Rock producer Phil Spector, who faces trial later this year charged with the 2003 murder of B-movie actress Lana Clarkson, was sued for wrongful death Thursday by the slain woman’s mother.
Donna Clarkson also accuses Spector of negligence and battery, charging in the Los Angeles Superior Court lawsuit that the 64-year-old record producer “grabbed, hit, fought with and restrained” her daughter before shooting her to death on Feb. 3, 2003.
“The Clarkson family had hoped that there would be some resolution with regard to the criminal proceedings before moving forward with the civil action,” Donna Clarkson’s attorneys, Roderick Lindblom and John Taylor, said in a written statement.
“However, Ms. Clarkson and her family understand that the fair administration of justice takes time and in light of the numerous changes Mr. Spector has made in his legal defense team over the last two years, Ms. Clarkson was forced to file the action before (the statute of limitations expired) on Feb. 3, 2005.”
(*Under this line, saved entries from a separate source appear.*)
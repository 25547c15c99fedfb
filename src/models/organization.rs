//! Organizational reference data: offices, departments and positions.

use serde::{Deserialize, Serialize};

/// A department grouping positions.
#[derive(Debug, Clone, Serialize, Deserialize)]
#[serde(rename_all = "camelCase")]
pub struct Department {
    pub id: String,
    pub name: String,
}

/// Request body for creating or renaming a department.
#[derive(Debug, Clone, Deserialize)]
#[serde(rename_all = "camelCase")]
pub struct DepartmentRequest {
    pub name: String,
}

/// A job title, optionally attached to a department.
#[derive(Debug, Clone, Serialize, Deserialize)]
#[serde(rename_all = "camelCase")]
pub struct Position {
    pub id: String,
    pub title: String,
    #[serde(skip_serializing_if = "Option::is_none")]
    pub department_id: Option<String>,
    #[serde(skip_serializing_if = "Option::is_none")]
    pub department_name: Option<String>,
    pub display_name: String,
}

impl Position {
    pub fn new(
        id: String,
        title: String,
        department_id: Option<String>,
        department_name: Option<String>,
    ) -> Self {
        let display_name = position_display_name(&title, department_name.as_deref());
        Self {
            id,
            title,
            department_id,
            department_name,
            display_name,
        }
    }
}

/// `title (department)`, or just the title for a position without a department.
pub fn position_display_name(title: &str, department_name: Option<&str>) -> String {
    match department_name {
        Some(department) if !department.is_empty() => format!("{} ({})", title, department),
        _ => title.to_string(),
    }
}

/// Request body for creating a position.
#[derive(Debug, Clone, Deserialize)]
#[serde(rename_all = "camelCase")]
pub struct CreatePositionRequest {
    pub title: String,
    #[serde(default)]
    pub department_id: Option<String>,
}

/// Request body for updating a position.
///
/// `departmentId: null` and an absent `departmentId` both keep the current
/// department; send `clearDepartment: true` to detach it.
#[derive(Debug, Clone, Deserialize)]
#[serde(rename_all = "camelCase")]
pub struct UpdatePositionRequest {
    #[serde(default)]
    pub title: Option<String>,
    #[serde(default)]
    pub department_id: Option<String>,
    #[serde(default)]
    pub clear_department: bool,
}

/// A branch office.
#[derive(Debug, Clone, Serialize, Deserialize)]
#[serde(rename_all = "camelCase")]
pub struct Office {
    pub id: String,
    pub name: String,
    pub city: String,
    pub address: String,
    pub display_name: String,
}

impl Office {
    pub fn new(id: String, name: String, city: String, address: String) -> Self {
        let display_name = format!("{} ({})", name, city);
        Self {
            id,
            name,
            city,
            address,
            display_name,
        }
    }
}

/// Request body for creating an office.
#[derive(Debug, Clone, Deserialize)]
#[serde(rename_all = "camelCase")]
pub struct CreateOfficeRequest {
    pub name: String,
    pub city: String,
    #[serde(default)]
    pub address: String,
}

/// Request body for updating an office.
#[derive(Debug, Clone, Deserialize)]
#[serde(rename_all = "camelCase")]
pub struct UpdateOfficeRequest {
    #[serde(default)]
    pub name: Option<String>,
    #[serde(default)]
    pub city: Option<String>,
    #[serde(default)]
    pub address: Option<String>,
}

/// Query parameters for listing offices, departments and positions.
#[derive(Debug, Clone, Default, Deserialize)]
#[serde(rename_all = "camelCase")]
pub struct OrganizationFilter {
    #[serde(default)]
    pub q: Option<String>,
    #[serde(default)]
    pub department_id: Option<String>,
}

#[cfg(test)]
mod tests {
    use super::*;

    #[test]
    fn test_position_display_with_department() {
        let position = Position::new(
            "p1".to_string(),
            "Chief auditor".to_string(),
            Some("d1".to_string()),
            Some("Audit".to_string()),
        );
        assert_eq!(position.display_name, "Chief auditor (Audit)");
    }

    #[test]
    fn test_position_display_without_department() {
        let position = Position::new("p1".to_string(), "Driver".to_string(), None, None);
        assert_eq!(position.display_name, "Driver");
    }

    #[test]
    fn test_office_display() {
        let office = Office::new(
            "o1".to_string(),
            "Central".to_string(),
            "Bishkek".to_string(),
            String::new(),
        );
        assert_eq!(office.display_name, "Central (Bishkek)");
    }
}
Spector is accused of shooting Clarkson, star of such films as “Amazon Women on the Moon” and “The Barbarian Queen,” in the foyer of his imitation castle home near Los Angeles. An autopsy report concluded that a gun was placed in the 40-year-old actress’s mouth and fired.
Prosecutors say police found blood and gunshot residue on Spector, as well as evidence that he had cleaned and moved the gun after the shooting. They say the reclusive music producer has a history of pointing guns at women.
Spector, best known for his “Wall of Sound” recording technique and work with the Beatles, has claimed that Clarkson committed suicide for reasons he does not understand and his attorneys have vowed to prove him innocent at trial.
“Phil did not cause the death of this woman, he’s not criminally responsible and he’s not civilly responsible either,” Spector lead attorney Bruce Cutler said. “But I’m not surprised they filed a suit for money, that seems to be de rigueur nowadays.”
A Los Angeles Superior Court judge is expected to set a trial date later this month for Spector, who was indicted on murder charges in September.
“Our intent is to let the criminal proceedings go forward and not do anything that would interfere with the prosecution,” Lindblom said.